Il “fuori” amletico di Matteo Renzi dalla campagna elettorale in Liguria

Dal Secolo XIX

         Rifiutato da Giuseppe Conte nella coalizione ligure contro il centrodestra guidato dal sindaco di Genova Marco Bucci, dopo la fine dell’”era Toti” secondo una definizione di Antonio Tajani non proprio esaltante per l’ex governatore della regione, Matteo Renzi si è limitato a dichiararsi “fuori dalla campagna elettorale”. E ad augurare amleticamente ai liguri la vittoria, indifferentemente, del “migliore o peggiore” dei due candidati alla presidenza.

Elly Schlein

Fuori dalla campagna elettorale – ha precisato Renzi- anche per ragioni di tempo, essendo scaduti i termini per la presentazione di una lista terzopolista, ammesso e non concesso ch’egli avesse voluto davvero allestirla finendo col rompere così, o quanto meno distanziarsi anche dal Pd di Elly Schlein. Che sembra essere invece rimasto nei suoi progetti di alleanza per l’alternativa al centrodestra a livello nazionale.
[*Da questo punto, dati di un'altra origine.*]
//! Environment-driven server configuration.

/// Runtime configuration, read once at startup.
pub struct Config {
    /// Address the HTTP listener binds to.
    pub listen_addr: String,
    /// GeoNames account used for nearby-article lookups.
    pub geonames_username: String,
}

impl Config {
    pub fn from_env() -> Self {
        Self {
            listen_addr: std::env::var("WAYMARK_LISTEN_ADDR")
                .unwrap_or_else(|_| "0.0.0.0:3000".to_string()),
            geonames_username: std::env::var("GEONAMES_USERNAME")
                .unwrap_or_else(|_| "demo".to_string()),
        }
    }
}
//! Search log domain models.

use chrono::{DateTime, Utc};
use serde::{Deserialize, Serialize};

/// One recorded query, kept for analytics and debugging.
///
/// Write-once: entries are appended and never mutated.
#[derive(Debug, Clone, Serialize, Deserialize, PartialEq)]
#[serde(rename_all = "camelCase")]
pub struct SearchLog {
    pub id: i64,
    pub query: String,
    pub lat: Option<f64>,
    pub lng: Option<f64>,
    pub radius: Option<f64>,
    pub result_count: Option<i64>,
    pub created_at: DateTime<Utc>,
}

/// Input model for appending a search log entry.
#[derive(Serialize, Deserialize, Debug, Clone, Default)]
#[serde(rename_all = "camelCase")]
pub struct NewSearchLog {
    pub query: String,
    pub lat: Option<f64>,
    pub lng: Option<f64>,
    pub radius: Option<f64>,
    pub result_count: Option<i64>,
}
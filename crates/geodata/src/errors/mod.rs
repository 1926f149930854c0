//! Error types for the geodata crate.

use thiserror::Error;

/// Errors that can occur while talking to a geodata provider.
///
/// Every call is a single attempt; none of these variants trigger a retry.
#[derive(Error, Debug)]
pub enum GeoDataError {
    /// The request to the provider timed out.
    #[error("Timeout: {provider}")]
    Timeout {
        /// The provider that timed out
        provider: String,
    },

    /// The provider rate limited the request (HTTP 429).
    #[error("Rate limited: {provider}")]
    RateLimited {
        /// The provider that rate limited the request
        provider: String,
    },

    /// The provider returned a non-success response or unusable payload.
    #[error("Provider error: {provider} - {message}")]
    ProviderError {
        /// The provider that returned the error
        provider: String,
        /// The error message from the provider
        message: String,
    },

    /// A network error occurred while communicating with a provider.
    #[error("Network error: {0}")]
    Network(#[from] reqwest::Error),
}
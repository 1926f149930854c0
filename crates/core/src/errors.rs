//! Core error types for the Waymark application.
//!
//! Provider-specific errors (from the geodata crate) are wrapped here so
//! services expose a single error surface to the HTTP boundary.

use thiserror::Error;
use waymark_geodata::GeoDataError;

/// Type alias for Result using our Error type.
pub type Result<T> = std::result::Result<T, Error>;

/// Root error type for the landmark browser.
#[derive(Error, Debug)]
pub enum Error {
    /// Malformed or out-of-range request input. Maps to 400 at the boundary.
    #[error("Input validation failed: {0}")]
    Validation(String),

    /// A record addressed by id does not exist. Maps to 404 at the boundary.
    #[error("Not found: {0}")]
    NotFound(String),

    /// A synchronous provider call failed. Maps to 500 at the boundary.
    #[error("Geodata operation failed: {0}")]
    GeoData(#[from] GeoDataError),

    /// A store operation failed (lock poisoning and the like).
    #[error("Repository error: {0}")]
    Repository(String),

    /// Anything that does not fit the categories above.
    #[error("Unexpected error: {0}")]
    Unexpected(String),
}
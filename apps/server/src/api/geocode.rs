//! Geocoding endpoint.

use std::sync::Arc;

use axum::{
    extract::{Query, State},
    routing::get,
    Json, Router,
};
use serde::Deserialize;

use waymark_geodata::GeocodeResult;

use crate::error::{ApiError, ApiResult};
use crate::main_lib::AppState;

#[derive(Deserialize)]
struct GeocodeParams {
    q: Option<String>,
}

async fn geocode(
    State(state): State<Arc<AppState>>,
    Query(params): Query<GeocodeParams>,
) -> ApiResult<Json<Vec<GeocodeResult>>> {
    let query = params
        .q
        .as_deref()
        .map(str::trim)
        .filter(|q| !q.is_empty())
        .ok_or_else(|| ApiError::validation("q parameter is required"))?;

    let results = state.geocoder.geocode(query).await?;
    Ok(Json(results))
}

pub fn router() -> Router<Arc<AppState>> {
    Router::new().route("/geocode", get(geocode))
}
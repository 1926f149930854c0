//! Provider clients and the traits they implement.

pub mod geonames;
pub mod nominatim;
mod places;
mod traits;
pub mod wikipedia;

pub use places::PlacesClient;
pub use traits::{EnrichmentProvider, GeocodeProvider};

use crate::errors::GeoDataError;

/// Map a reqwest transport failure onto the provider error taxonomy.
pub(crate) fn classify_transport_error(e: reqwest::Error, provider: &str) -> GeoDataError {
    if e.is_timeout() {
        GeoDataError::Timeout {
            provider: provider.to_string(),
        }
    } else {
        GeoDataError::Network(e)
    }
}
//! Waymark Geodata Crate
//!
//! Provider clients for the third-party services the landmark browser
//! leans on:
//!
//! - GeoNames `findNearbyWikipediaJSON` for points of interest around a
//!   coordinate,
//! - the Wikipedia REST API for full-text page search and page summaries,
//! - Nominatim (OpenStreetMap) for free-text geocoding.
//!
//! Each client is stateless and makes a single attempt per call; there is
//! no retry or circuit-breaking layer. Failures surface as
//! [`GeoDataError`] and the caller decides what to do with them.
//!
//! # Core Types
//!
//! - [`CandidatePoint`] - a provider-sourced point of interest candidate
//! - [`PageSummary`] - descriptive metadata for a single encyclopedia page
//! - [`GeocodeResult`] - a geocoding match for a free-text query
//! - [`PlaceKind`] - the fixed landmark classification set

pub mod errors;
pub mod models;
pub mod provider;

pub use errors::GeoDataError;
pub use models::{CandidatePoint, GeocodeResult, PageSummary, PlaceKind};
pub use provider::geonames::GeoNamesProvider;
pub use provider::nominatim::NominatimProvider;
pub use provider::wikipedia::WikipediaProvider;
pub use provider::{EnrichmentProvider, GeocodeProvider, PlacesClient};
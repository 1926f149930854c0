//! Locally persisted favorite landmarks.
//!
//! Favorites are full landmark snapshots keyed by id, written through to
//! durable local storage on every mutation. The storage medium sits
//! behind [`FavoritesBackend`] so the UI shell can plug in whatever the
//! platform offers; a JSON file backend is provided.

use std::fs;
use std::path::PathBuf;

use log::warn;

use waymark_core::landmarks::Landmark;

use crate::errors::ClientError;

/// Narrow persistence interface: load the whole list, persist the whole
/// list.
pub trait FavoritesBackend: Send + Sync {
    /// Load the stored list. Missing or corrupt data loads as empty.
    fn load(&self) -> Vec<Landmark>;

    /// Persist the full list, replacing whatever was stored before.
    fn persist(&self, favorites: &[Landmark]) -> Result<(), ClientError>;
}

/// Favorites stored as a serialized JSON list in a single file.
pub struct JsonFileBackend {
    path: PathBuf,
}

impl JsonFileBackend {
    pub fn new(path: PathBuf) -> Self {
        Self { path }
    }
}

impl FavoritesBackend for JsonFileBackend {
    fn load(&self) -> Vec<Landmark> {
        let raw = match fs::read_to_string(&self.path) {
            Ok(raw) => raw,
            Err(_) => return Vec::new(),
        };
        match serde_json::from_str(&raw) {
            Ok(favorites) => favorites,
            Err(e) => {
                // Corrupt data is treated as no favorites.
                warn!("Ignoring unreadable favorites file: {}", e);
                Vec::new()
            }
        }
    }

    fn persist(&self, favorites: &[Landmark]) -> Result<(), ClientError> {
        let raw = serde_json::to_string(favorites)
            .map_err(|e| ClientError::Persistence(e.to_string()))?;
        fs::write(&self.path, raw).map_err(|e| ClientError::Persistence(e.to_string()))
    }
}

/// In-memory favorites set, written through to the backend on every
/// mutation.
pub struct FavoritesStore {
    backend: Box<dyn FavoritesBackend>,
    favorites: Vec<Landmark>,
}

impl FavoritesStore {
    /// Load the stored favorites through the backend.
    pub fn new(backend: Box<dyn FavoritesBackend>) -> Self {
        let favorites = backend.load();
        Self { backend, favorites }
    }

    /// Add a landmark snapshot. Adding an id twice is a no-op.
    pub fn add(&mut self, landmark: Landmark) -> Result<(), ClientError> {
        if self.is_favorite(landmark.id) {
            return Ok(());
        }
        self.favorites.push(landmark);
        self.backend.persist(&self.favorites)
    }

    /// Remove by id; returns whether anything was removed.
    pub fn remove(&mut self, id: i64) -> Result<bool, ClientError> {
        let before = self.favorites.len();
        self.favorites.retain(|f| f.id != id);
        if self.favorites.len() == before {
            return Ok(false);
        }
        self.backend.persist(&self.favorites)?;
        Ok(true)
    }

    /// Flip membership; returns whether the landmark is now a favorite.
    pub fn toggle(&mut self, landmark: Landmark) -> Result<bool, ClientError> {
        if self.is_favorite(landmark.id) {
            self.remove(landmark.id)?;
            Ok(false)
        } else {
            self.add(landmark)?;
            Ok(true)
        }
    }

    pub fn is_favorite(&self, id: i64) -> bool {
        self.favorites.iter().any(|f| f.id == id)
    }

    /// Snapshot of the stored favorites, in insertion order.
    pub fn favorites(&self) -> &[Landmark] {
        &self.favorites
    }
}

#[cfg(test)]
mod tests {
    use super::*;
    use chrono::Utc;
    use waymark_geodata::PlaceKind;

    fn landmark(id: i64, title: &str) -> Landmark {
        Landmark {
            id,
            title: title.to_string(),
            description: None,
            lat: 37.8,
            lng: -122.4,
            kind: PlaceKind::HistoricalSites,
            wikipedia_url: None,
            wikipedia_page_id: None,
            image_url: None,
            opened: None,
            categories: Vec::new(),
            created_at: Utc::now(),
        }
    }

    fn file_store(dir: &tempfile::TempDir) -> FavoritesStore {
        let path = dir.path().join("favorites.json");
        FavoritesStore::new(Box::new(JsonFileBackend::new(path)))
    }

    #[test]
    fn add_then_remove_round_trip() {
        let dir = tempfile::tempdir().unwrap();
        let mut store = file_store(&dir);

        store.add(landmark(1, "Alcatraz Island")).unwrap();
        assert!(store.is_favorite(1));

        assert!(store.remove(1).unwrap());
        assert!(!store.is_favorite(1));
        assert!(!store.remove(1).unwrap());
    }

    #[test]
    fn toggle_twice_is_identity() {
        let dir = tempfile::tempdir().unwrap();
        let mut store = file_store(&dir);

        assert!(store.toggle(landmark(5, "Coit Tower")).unwrap());
        assert!(!store.toggle(landmark(5, "Coit Tower")).unwrap());
        assert!(!store.is_favorite(5));
        assert!(store.favorites().is_empty());
    }

    #[test]
    fn favorites_survive_reload() {
        let dir = tempfile::tempdir().unwrap();
        let path = dir.path().join("favorites.json");

        {
            let mut store =
                FavoritesStore::new(Box::new(JsonFileBackend::new(path.clone())));
            store.add(landmark(1, "Alcatraz Island")).unwrap();
            store.add(landmark(2, "Fort Point")).unwrap();
        }

        let reloaded = FavoritesStore::new(Box::new(JsonFileBackend::new(path)));
        assert_eq!(reloaded.favorites().len(), 2);
        assert!(reloaded.is_favorite(2));
    }

    #[test]
    fn corrupt_file_loads_as_empty() {
        let dir = tempfile::tempdir().unwrap();
        let path = dir.path().join("favorites.json");
        fs::write(&path, "not json {{{").unwrap();

        let store = FavoritesStore::new(Box::new(JsonFileBackend::new(path)));
        assert!(store.favorites().is_empty());
    }

    #[test]
    fn missing_file_loads_as_empty() {
        let dir = tempfile::tempdir().unwrap();
        let store = file_store(&dir);
        assert!(store.favorites().is_empty());
    }

    #[test]
    fn adding_the_same_id_twice_keeps_one_entry() {
        let dir = tempfile::tempdir().unwrap();
        let mut store = file_store(&dir);
        store.add(landmark(3, "Ferry Building")).unwrap();
        store.add(landmark(3, "Ferry Building")).unwrap();
        assert_eq!(store.favorites().len(), 1);
    }
}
Sembra- ripeto- perché con l’ex presidente del Consiglio non è mai detta l’ultima parola, ma solo la penultima.

Giuseppe Conte

Rimanere tuttavia fuori dalla campagna elettorale non può significare dire che gli elettori liguri di Renzi dovranno tenersi fuori dai seggi per non partecipare al voto. Andandovi essi potrebbero risultare decisivi per il risultato, anche con l’uno o il due per cento attribuito ai renziani da un avarissimo Conte.

Andrea Orlando

Nelle elezioni politiche di due anni fa Renzi si contò in Liguria con Carlo Calenda conseguendo il 7,4 per cento dei voti. Basterebbe un terzo di quei voti per concretizzare il condizionamento del risultato in una partita alquanto incerta. Nella quale non a caso Orlando ha esitato prima di impegnarsi nella sfida. E neppure lui ha avuto probabilmente il tempo di disimpegnarsi quando ha visto il suo cosiddetto campo largo restringersi per il veto posto da Conte ai candidati di Renzi troppo qualificati, per lui, al Consiglio regionale.
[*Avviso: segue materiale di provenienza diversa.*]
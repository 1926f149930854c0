use waymark_server::api::app_router;
use waymark_server::config::Config;
use waymark_server::{build_state, init_tracing};

#[tokio::main]
async fn main() -> anyhow::Result<()> {
    dotenvy::dotenv().ok();
    let config = Config::from_env();
    init_tracing();
    let state = build_state(&config);

    let router = app_router(state);
    tracing::info!("Listening on {}", config.listen_addr);
    let listener = tokio::net::TcpListener::bind(&config.listen_addr).await?;
    axum::serve(listener, router).await?;
    Ok(())
}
Vedremo fra meno di un mese chi sarà il migliore o peggiore premiato nella corsa al governatorato della Liguria. Certo è che Conte si è liberato di Renzi ma metaforicamente non del suo fantasma vivente come un ossimoro. Che lo perseguita almeno dal 2021, quando riuscì a fargli perdere, a vantaggio di Mario Draghi, Palazzo Chigi. Dove nel 2019 gli aveva invece permesso di restare cambiando maggioranza dopo la crisi del suo primo governo, realizzato con la Lega rappresentata da Matteo Salvini come vice presidente del Consiglio e ministro dell’Interno.   
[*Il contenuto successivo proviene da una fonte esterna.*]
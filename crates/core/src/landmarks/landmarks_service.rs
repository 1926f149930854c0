//! Landmark query service.
//!
//! Orchestrates the cache-or-fetch-and-backfill flow: the store is
//! consulted first, a miss falls through to the enrichment provider, and
//! freshly materialized landmarks are enriched by detached background
//! tasks that never gate the response.

use log::{debug, warn};
use std::sync::Arc;

use waymark_geodata::{CandidatePoint, EnrichmentProvider, PlaceKind, WikipediaProvider};

use super::landmarks_constants::{DEFAULT_RECENT_SEARCHES, MAX_MATERIALIZED_LANDMARKS};
use super::landmarks_model::{BoundingBox, Landmark, LandmarkUpdate, NewLandmark};
use super::landmarks_traits::{LandmarkRepositoryTrait, LandmarkServiceTrait};
use crate::errors::{Error, Result};
use crate::searches::{NewSearchLog, SearchLog, SearchLogRepositoryTrait};

/// Service for querying and materializing landmarks.
pub struct LandmarkService {
    repository: Arc<dyn LandmarkRepositoryTrait>,
    search_logs: Arc<dyn SearchLogRepositoryTrait>,
    enrichment: Arc<dyn EnrichmentProvider>,
}

impl LandmarkService {
    /// Creates a new LandmarkService instance.
    pub fn new(
        repository: Arc<dyn LandmarkRepositoryTrait>,
        search_logs: Arc<dyn SearchLogRepositoryTrait>,
        enrichment: Arc<dyn EnrichmentProvider>,
    ) -> Self {
        Self {
            repository,
            search_logs,
            enrichment,
        }
    }

    /// Insert one candidate as a landmark with immediately-available fields.
    fn materialize(&self, candidate: CandidatePoint, kind: PlaceKind) -> Result<Landmark> {
        let wikipedia_url = candidate
            .wikipedia_url
            .or_else(|| Some(WikipediaProvider::article_url(&candidate.title)));
        self.repository.insert(NewLandmark {
            title: candidate.title,
            description: candidate.summary,
            lat: candidate.lat,
            lng: candidate.lng,
            kind,
            wikipedia_url,
            wikipedia_page_id: candidate.wikipedia_page_id,
            image_url: candidate.image_url,
            opened: None,
            categories: vec![kind.to_string()],
        })
    }

    /// Detach a task that fetches a richer summary and merges it into the
    /// already-created record. Failures are logged and dropped; nothing
    /// here can affect the response the caller has in hand.
    fn spawn_backfill(&self, id: i64, title: String) {
        let enrichment = self.enrichment.clone();
        let repository = self.repository.clone();
        tokio::spawn(async move {
            match enrichment.page_summary(&title).await {
                Ok(summary) => {
                    let update = LandmarkUpdate {
                        description: summary.extract,
                        image_url: summary.thumbnail_url,
                        ..Default::default()
                    };
                    match repository.update(id, update) {
                        Ok(Some(_)) => debug!("Backfilled landmark {} ({})", id, title),
                        Ok(None) => warn!("Backfill target {} vanished", id),
                        Err(e) => warn!("Backfill update failed for {}: {}", title, e),
                    }
                }
                Err(e) => warn!("Backfill fetch failed for {}: {}", title, e),
            }
        });
    }

    /// Append a search log entry; a failure here never fails the request.
    fn log_search(&self, entry: NewSearchLog) {
        if let Err(e) = self.search_logs.append(entry) {
            warn!("Failed to log search: {}", e);
        }
    }
}

#[async_trait::async_trait]
impl LandmarkServiceTrait for LandmarkService {
    async fn landmarks_by_bounds(&self, bounds: BoundingBox) -> Result<Vec<Landmark>> {
        // Cache check: anything already inside the box answers the request.
        let cached = self.repository.find_by_bounds(&bounds)?;
        if !cached.is_empty() {
            debug!("Bounds cache hit: {} landmarks", cached.len());
            return Ok(cached);
        }

        let (center_lat, center_lng) = bounds.center();
        let radius = bounds.radius_meters();
        debug!(
            "Bounds cache miss, querying provider around ({}, {}) radius {}m",
            center_lat, center_lng, radius
        );

        let candidates = self
            .enrichment
            .find_near(center_lat, center_lng, radius)
            .await?;

        let mut created = Vec::new();
        for candidate in candidates.into_iter().take(MAX_MATERIALIZED_LANDMARKS) {
            // The nearby path classifies on title alone; the summary is a
            // one-liner not worth matching against.
            let kind = PlaceKind::classify(&candidate.title, None);
            let landmark = match self.materialize(candidate, kind) {
                Ok(landmark) => landmark,
                // Provider data that fails validation is not the caller's
                // fault; drop the candidate and keep going.
                Err(Error::Validation(msg)) => {
                    warn!("Skipping unusable provider candidate: {}", msg);
                    continue;
                }
                Err(e) => return Err(e),
            };
            self.spawn_backfill(landmark.id, landmark.title.clone());
            created.push(landmark);
        }

        self.log_search(NewSearchLog {
            query: format!(
                "bounds:{},{},{},{}",
                bounds.north, bounds.south, bounds.east, bounds.west
            ),
            lat: Some(center_lat),
            lng: Some(center_lng),
            radius: Some(radius),
            result_count: Some(created.len() as i64),
        });

        Ok(created)
    }

    async fn search_landmarks(
        &self,
        query: &str,
        lat: Option<f64>,
        lng: Option<f64>,
    ) -> Result<Vec<Landmark>> {
        if query.trim().is_empty() {
            return Err(Error::Validation("search query must not be empty".into()));
        }

        let local = self.repository.search_by_title(query)?;
        if !local.is_empty() {
            debug!("Search cache hit for '{}': {} landmarks", query, local.len());
            return Ok(local);
        }

        let candidates = self.enrichment.search_by_text(query).await?;

        let mut created = Vec::new();
        for candidate in candidates.into_iter().take(MAX_MATERIALIZED_LANDMARKS) {
            let kind = PlaceKind::classify(&candidate.title, candidate.summary.as_deref());
            let landmark = match self.materialize(candidate, kind) {
                Ok(landmark) => landmark,
                Err(Error::Validation(msg)) => {
                    warn!("Skipping unusable provider candidate: {}", msg);
                    continue;
                }
                Err(e) => return Err(e),
            };
            created.push(landmark);
        }

        self.log_search(NewSearchLog {
            query: query.to_string(),
            lat,
            lng,
            radius: None,
            result_count: Some(created.len() as i64),
        });

        Ok(created)
    }

    fn landmark(&self, id: i64) -> Result<Landmark> {
        self.repository
            .get(id)?
            .ok_or_else(|| Error::NotFound(format!("landmark {}", id)))
    }

    fn recent_searches(&self, limit: Option<usize>) -> Result<Vec<SearchLog>> {
        self.search_logs
            .recent(limit.unwrap_or(DEFAULT_RECENT_SEARCHES))
    }
}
Il capo di Herzobollah eliminato a Beirut

“Nulla di personale”, ha detto Conte contestando la partecipazione dei renziani e restringendo il campo dell’alternativa in Liguria. Ed è tornato a sostenere che il senatore di Scandicci fa più perdere che guadagnare voti agli alleati. Nulla di personale davvero? O quasi? Come nei riguardi di Beppe Grillo, col quale Conte sta giocando  sotto le cinque stelle la partita dell’ultima scissione. Nell’immaginario di Conte temo che a Renzi manchi solo la barba, e la fine, di Nasrallah a Beirut.    La barba invece ce l’ha Grillo, pur non ordinata come quella dell’estinto capo di Herzbollah.